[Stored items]
[Start of Attachment]
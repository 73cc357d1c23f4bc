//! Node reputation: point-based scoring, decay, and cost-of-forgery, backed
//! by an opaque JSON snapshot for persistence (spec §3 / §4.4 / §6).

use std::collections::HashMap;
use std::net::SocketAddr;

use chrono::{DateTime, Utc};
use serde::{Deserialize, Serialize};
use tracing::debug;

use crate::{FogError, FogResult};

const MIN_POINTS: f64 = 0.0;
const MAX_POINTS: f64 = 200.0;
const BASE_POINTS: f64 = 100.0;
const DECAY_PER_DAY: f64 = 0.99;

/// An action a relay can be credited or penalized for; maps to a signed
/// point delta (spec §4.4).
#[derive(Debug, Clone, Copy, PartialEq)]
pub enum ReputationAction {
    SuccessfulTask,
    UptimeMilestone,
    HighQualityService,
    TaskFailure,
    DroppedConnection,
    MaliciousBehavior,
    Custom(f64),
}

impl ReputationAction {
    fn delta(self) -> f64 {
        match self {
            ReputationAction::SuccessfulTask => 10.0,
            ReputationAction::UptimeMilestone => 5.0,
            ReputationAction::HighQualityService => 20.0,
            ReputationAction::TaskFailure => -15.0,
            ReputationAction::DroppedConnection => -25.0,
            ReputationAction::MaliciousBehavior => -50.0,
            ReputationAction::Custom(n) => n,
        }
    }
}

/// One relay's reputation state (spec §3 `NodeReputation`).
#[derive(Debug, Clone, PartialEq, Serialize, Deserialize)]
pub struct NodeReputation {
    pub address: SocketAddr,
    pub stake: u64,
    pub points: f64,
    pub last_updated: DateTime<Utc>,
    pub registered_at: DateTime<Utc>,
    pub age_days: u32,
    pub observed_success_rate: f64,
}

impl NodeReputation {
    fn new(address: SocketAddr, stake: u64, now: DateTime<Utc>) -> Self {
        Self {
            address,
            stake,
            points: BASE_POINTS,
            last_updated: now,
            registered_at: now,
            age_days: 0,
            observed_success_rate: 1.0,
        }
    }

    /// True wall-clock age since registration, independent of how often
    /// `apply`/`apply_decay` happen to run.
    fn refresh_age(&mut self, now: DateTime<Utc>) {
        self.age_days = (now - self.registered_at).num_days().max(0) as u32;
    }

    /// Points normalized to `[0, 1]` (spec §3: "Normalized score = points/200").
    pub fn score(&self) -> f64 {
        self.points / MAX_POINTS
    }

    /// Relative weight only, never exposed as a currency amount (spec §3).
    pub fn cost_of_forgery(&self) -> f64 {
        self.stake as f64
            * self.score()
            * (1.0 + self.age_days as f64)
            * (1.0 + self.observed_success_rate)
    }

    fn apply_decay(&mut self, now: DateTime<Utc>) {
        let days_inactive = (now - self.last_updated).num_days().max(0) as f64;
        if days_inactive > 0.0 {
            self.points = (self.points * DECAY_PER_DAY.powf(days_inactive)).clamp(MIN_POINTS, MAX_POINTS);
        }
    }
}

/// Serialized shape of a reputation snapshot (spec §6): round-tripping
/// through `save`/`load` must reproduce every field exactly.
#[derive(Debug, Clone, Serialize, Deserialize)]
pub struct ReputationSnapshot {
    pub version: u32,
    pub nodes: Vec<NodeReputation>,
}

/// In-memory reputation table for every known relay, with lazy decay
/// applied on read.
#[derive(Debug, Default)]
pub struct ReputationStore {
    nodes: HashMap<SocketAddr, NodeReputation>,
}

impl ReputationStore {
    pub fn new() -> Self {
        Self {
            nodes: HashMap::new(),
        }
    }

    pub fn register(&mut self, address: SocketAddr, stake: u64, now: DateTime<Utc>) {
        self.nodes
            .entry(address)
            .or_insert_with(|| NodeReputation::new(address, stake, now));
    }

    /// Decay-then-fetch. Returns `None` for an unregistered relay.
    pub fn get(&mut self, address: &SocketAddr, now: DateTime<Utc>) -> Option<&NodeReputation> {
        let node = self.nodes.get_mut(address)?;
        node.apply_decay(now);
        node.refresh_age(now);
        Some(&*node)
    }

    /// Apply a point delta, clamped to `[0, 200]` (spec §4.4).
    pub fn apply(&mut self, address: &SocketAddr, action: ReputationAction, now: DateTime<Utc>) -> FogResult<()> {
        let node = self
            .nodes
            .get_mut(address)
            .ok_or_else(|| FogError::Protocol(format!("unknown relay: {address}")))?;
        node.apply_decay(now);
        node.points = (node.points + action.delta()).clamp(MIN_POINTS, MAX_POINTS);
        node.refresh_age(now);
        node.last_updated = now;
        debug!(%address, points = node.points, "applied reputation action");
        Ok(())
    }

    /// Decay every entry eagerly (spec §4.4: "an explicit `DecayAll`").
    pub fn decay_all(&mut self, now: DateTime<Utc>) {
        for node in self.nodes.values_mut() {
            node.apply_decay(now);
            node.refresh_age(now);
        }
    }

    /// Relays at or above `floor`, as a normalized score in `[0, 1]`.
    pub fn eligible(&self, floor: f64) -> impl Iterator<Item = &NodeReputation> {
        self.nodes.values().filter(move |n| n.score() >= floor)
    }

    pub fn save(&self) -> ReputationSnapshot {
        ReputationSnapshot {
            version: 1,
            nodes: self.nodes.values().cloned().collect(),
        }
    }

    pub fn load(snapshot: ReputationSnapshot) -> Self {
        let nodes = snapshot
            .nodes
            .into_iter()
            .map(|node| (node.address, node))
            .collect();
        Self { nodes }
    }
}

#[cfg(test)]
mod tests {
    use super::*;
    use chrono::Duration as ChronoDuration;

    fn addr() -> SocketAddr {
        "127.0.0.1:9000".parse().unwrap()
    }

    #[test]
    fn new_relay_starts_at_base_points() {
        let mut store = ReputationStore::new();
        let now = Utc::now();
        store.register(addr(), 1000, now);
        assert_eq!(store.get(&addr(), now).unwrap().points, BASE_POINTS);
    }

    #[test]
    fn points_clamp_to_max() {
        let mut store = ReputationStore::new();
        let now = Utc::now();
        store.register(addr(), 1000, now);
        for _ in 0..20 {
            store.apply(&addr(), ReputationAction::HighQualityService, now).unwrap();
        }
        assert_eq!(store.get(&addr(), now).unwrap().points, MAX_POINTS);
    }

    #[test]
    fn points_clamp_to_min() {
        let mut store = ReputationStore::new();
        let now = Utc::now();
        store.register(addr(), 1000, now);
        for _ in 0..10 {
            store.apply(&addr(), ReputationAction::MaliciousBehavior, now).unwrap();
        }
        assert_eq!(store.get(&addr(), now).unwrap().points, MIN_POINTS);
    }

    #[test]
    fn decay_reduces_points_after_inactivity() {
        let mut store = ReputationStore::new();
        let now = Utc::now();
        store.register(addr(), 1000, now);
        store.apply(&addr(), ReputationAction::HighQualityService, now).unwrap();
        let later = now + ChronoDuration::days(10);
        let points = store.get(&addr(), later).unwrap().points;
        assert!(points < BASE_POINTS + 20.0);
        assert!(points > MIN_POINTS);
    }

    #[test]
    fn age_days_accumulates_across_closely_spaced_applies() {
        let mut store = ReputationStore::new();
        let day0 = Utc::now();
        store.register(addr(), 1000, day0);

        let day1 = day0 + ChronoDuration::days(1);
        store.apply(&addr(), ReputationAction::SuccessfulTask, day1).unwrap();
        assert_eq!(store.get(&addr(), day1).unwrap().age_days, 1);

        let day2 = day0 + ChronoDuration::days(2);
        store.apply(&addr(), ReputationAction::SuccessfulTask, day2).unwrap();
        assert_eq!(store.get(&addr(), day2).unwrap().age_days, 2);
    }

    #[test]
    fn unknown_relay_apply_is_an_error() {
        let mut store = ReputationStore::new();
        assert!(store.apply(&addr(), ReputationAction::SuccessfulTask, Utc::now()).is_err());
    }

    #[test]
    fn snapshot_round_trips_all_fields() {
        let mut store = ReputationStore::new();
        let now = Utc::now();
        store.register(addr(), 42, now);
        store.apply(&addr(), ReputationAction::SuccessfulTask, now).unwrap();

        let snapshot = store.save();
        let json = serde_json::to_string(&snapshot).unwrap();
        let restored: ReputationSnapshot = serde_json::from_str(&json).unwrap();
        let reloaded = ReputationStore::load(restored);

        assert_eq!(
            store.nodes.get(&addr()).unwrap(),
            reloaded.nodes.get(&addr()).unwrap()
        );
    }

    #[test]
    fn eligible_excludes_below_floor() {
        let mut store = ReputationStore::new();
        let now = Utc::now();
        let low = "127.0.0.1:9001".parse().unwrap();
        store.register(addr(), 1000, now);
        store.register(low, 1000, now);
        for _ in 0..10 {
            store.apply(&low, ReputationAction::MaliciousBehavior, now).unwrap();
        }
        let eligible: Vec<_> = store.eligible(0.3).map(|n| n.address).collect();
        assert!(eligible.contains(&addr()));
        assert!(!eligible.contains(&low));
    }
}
[End of Attachment]
Return exactly the run of lines that opens with the one containing "store.register(addr(), 1000, day0);" and closes with the last line of the records above.

Solution to this task:
        store.register(addr(), 1000, day0);

        let day1 = day0 + ChronoDuration::days(1);
        store.apply(&addr(), ReputationAction::SuccessfulTask, day1).unwrap();
        assert_eq!(store.get(&addr(), day1).unwrap().age_days, 1);

        let day2 = day0 + ChronoDuration::days(2);
        store.apply(&addr(), ReputationAction::SuccessfulTask, day2).unwrap();
        assert_eq!(store.get(&addr(), day2).unwrap().age_days, 2);
    }

    #[test]
    fn unknown_relay_apply_is_an_error() {
        let mut store = ReputationStore::new();
        assert!(store.apply(&addr(), ReputationAction::SuccessfulTask, Utc::now()).is_err());
    }

    #[test]
    fn snapshot_round_trips_all_fields() {
        let mut store = ReputationStore::new();
        let now = Utc::now();
        store.register(addr(), 42, now);
        store.apply(&addr(), ReputationAction::SuccessfulTask, now).unwrap();

        let snapshot = store.save();
        let json = serde_json::to_string(&snapshot).unwrap();
        let restored: ReputationSnapshot = serde_json::from_str(&json).unwrap();
        let reloaded = ReputationStore::load(restored);

        assert_eq!(
            store.nodes.get(&addr()).unwrap(),
            reloaded.nodes.get(&addr()).unwrap()
        );
    }

    #[test]
    fn eligible_excludes_below_floor() {
        let mut store = ReputationStore::new();
        let now = Utc::now();
        let low = "127.0.0.1:9001".parse().unwrap();
        store.register(addr(), 1000, now);
        store.register(low, 1000, now);
        for _ in 0..10 {
            store.apply(&low, ReputationAction::MaliciousBehavior, now).unwrap();
        }
        let eligible: Vec<_> = store.eligible(0.3).map(|n| n.address).collect();
        assert!(eligible.contains(&addr()));
        assert!(!eligible.contains(&low));
    }
}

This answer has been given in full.